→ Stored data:

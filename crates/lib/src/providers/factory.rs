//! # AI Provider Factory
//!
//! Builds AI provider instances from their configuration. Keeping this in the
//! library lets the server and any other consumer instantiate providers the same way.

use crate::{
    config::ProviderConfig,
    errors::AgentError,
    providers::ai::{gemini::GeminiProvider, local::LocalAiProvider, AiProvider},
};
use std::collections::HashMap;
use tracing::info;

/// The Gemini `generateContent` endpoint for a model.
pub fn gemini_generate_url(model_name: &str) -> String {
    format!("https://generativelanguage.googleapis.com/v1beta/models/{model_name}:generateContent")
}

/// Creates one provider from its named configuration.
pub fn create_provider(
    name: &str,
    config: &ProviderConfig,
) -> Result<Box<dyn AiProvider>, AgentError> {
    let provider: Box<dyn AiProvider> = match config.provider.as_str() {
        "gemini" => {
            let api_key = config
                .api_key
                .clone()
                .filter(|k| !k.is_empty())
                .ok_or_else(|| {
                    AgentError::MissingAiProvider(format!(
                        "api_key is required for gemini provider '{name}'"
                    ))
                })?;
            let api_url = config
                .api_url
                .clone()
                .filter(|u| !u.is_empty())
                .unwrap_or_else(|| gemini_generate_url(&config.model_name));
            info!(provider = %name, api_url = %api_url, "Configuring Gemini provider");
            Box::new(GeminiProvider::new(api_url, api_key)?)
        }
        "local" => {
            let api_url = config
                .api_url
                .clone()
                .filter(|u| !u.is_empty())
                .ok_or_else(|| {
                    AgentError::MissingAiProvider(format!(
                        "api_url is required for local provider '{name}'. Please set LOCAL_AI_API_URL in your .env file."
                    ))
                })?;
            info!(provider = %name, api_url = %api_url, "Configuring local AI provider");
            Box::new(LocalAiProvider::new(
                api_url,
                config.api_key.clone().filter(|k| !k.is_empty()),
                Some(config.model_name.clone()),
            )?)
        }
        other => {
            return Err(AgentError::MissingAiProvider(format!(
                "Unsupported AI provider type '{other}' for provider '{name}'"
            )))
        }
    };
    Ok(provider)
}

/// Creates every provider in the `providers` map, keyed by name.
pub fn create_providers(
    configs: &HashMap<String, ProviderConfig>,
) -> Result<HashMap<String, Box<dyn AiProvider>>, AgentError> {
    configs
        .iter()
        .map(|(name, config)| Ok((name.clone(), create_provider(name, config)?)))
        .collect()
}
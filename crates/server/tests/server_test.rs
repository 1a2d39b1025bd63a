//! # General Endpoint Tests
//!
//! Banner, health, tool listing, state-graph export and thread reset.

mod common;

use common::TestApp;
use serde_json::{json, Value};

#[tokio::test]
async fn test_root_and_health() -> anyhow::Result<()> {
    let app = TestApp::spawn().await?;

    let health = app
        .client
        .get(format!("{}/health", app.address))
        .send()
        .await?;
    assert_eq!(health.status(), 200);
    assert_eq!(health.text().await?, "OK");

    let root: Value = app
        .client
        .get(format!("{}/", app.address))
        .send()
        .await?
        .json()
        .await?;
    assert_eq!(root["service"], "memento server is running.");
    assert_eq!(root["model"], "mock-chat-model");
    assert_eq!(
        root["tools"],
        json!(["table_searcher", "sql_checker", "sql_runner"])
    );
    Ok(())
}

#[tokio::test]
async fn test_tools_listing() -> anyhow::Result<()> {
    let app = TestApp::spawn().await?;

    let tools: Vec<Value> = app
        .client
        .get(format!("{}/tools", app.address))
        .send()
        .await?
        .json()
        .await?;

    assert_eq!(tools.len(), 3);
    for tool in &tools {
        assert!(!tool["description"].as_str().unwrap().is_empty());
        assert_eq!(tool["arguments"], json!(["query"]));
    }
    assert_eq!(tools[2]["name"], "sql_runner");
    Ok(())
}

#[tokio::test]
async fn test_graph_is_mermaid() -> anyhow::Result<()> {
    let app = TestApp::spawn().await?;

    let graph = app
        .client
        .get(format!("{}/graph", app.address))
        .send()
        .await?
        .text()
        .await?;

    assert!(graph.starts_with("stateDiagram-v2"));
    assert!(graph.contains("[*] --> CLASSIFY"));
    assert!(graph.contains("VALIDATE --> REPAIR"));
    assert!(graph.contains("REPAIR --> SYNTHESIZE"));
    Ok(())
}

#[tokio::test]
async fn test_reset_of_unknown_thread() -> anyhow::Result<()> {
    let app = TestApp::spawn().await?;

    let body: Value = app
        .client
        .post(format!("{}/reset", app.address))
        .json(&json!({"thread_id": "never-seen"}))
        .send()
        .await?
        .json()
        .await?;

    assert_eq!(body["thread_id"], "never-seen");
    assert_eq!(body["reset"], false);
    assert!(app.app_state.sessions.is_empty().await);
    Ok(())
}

→ Task directions:
If a line in the records above contains the word "ProviderConfig", count it, then give the total and nothing else.

→ Response to this task:
3